──────── LISTED RECORDS

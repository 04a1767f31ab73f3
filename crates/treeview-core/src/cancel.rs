//! Cooperative cancellation for long-running background walks.
//!
//! ```
//! use treeview_core::CancellationToken;
//!
//! let token = CancellationToken::new();
//! let worker_token = token.clone();
//!
//! token.cancel();
//! assert!(worker_token.is_cancelled());
//! ```

use std::sync::Arc;
use std::sync::atomic::{AtomicBool, Ordering};

use parking_lot::Mutex;

type CancelCallback = Box<dyn FnOnce() + Send>;

/// A shared flag that requests a background task to stop.
///
/// Clones share state. Besides polling [`is_cancelled`](Self::is_cancelled),
/// a task can register a callback with [`on_cancel`](Self::on_cancel) to
/// interrupt something it is blocked on.
#[derive(Clone, Default)]
pub struct CancellationToken {
    inner: Arc<CancellationState>,
}

#[derive(Default)]
struct CancellationState {
    cancelled: AtomicBool,
    callbacks: Mutex<Vec<CancelCallback>>,
}

impl CancellationToken {
    /// Create a new, uncancelled token.
    pub fn new() -> Self {
        Self::default()
    }

    /// Check if cancellation has been requested.
    #[inline]
    pub fn is_cancelled(&self) -> bool {
        self.inner.cancelled.load(Ordering::Acquire)
    }

    /// Request cancellation and run any registered callbacks.
    ///
    /// Only the first call has an effect.
    pub fn cancel(&self) {
        if self.inner.cancelled.swap(true, Ordering::AcqRel) {
            return;
        }
        let callbacks = std::mem::take(&mut *self.inner.callbacks.lock());
        for callback in callbacks {
            callback();
        }
    }

    /// Register a callback to run on cancellation.
    ///
    /// If the token is already cancelled the callback runs immediately on the
    /// calling thread.
    pub fn on_cancel<F>(&self, callback: F)
    where
        F: FnOnce() + Send + 'static,
    {
        {
            let mut callbacks = self.inner.callbacks.lock();
            if !self.is_cancelled() {
                callbacks.push(Box::new(callback));
                return;
            }
        }
        callback();
    }
}

impl std::fmt::Debug for CancellationToken {
    fn fmt(&self, f: &mut std::fmt::Formatter<'_>) -> std::fmt::Result {
        f.debug_struct("CancellationToken")
            .field("cancelled", &self.is_cancelled())
            .field("callbacks", &self.inner.callbacks.lock().len())
            .finish()
    }
}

────────────────

PROMPT |
What lines of the material contain "inner"? Show them.

ANSWER BELOW |
    inner: Arc<CancellationState>,
        self.inner.cancelled.load(Ordering::Acquire)
        if self.inner.cancelled.swap(true, Ordering::AcqRel) {
        let callbacks = std::mem::take(&mut *self.inner.callbacks.lock());
            let mut callbacks = self.inner.callbacks.lock();
            .field("callbacks", &self.inner.callbacks.lock().len())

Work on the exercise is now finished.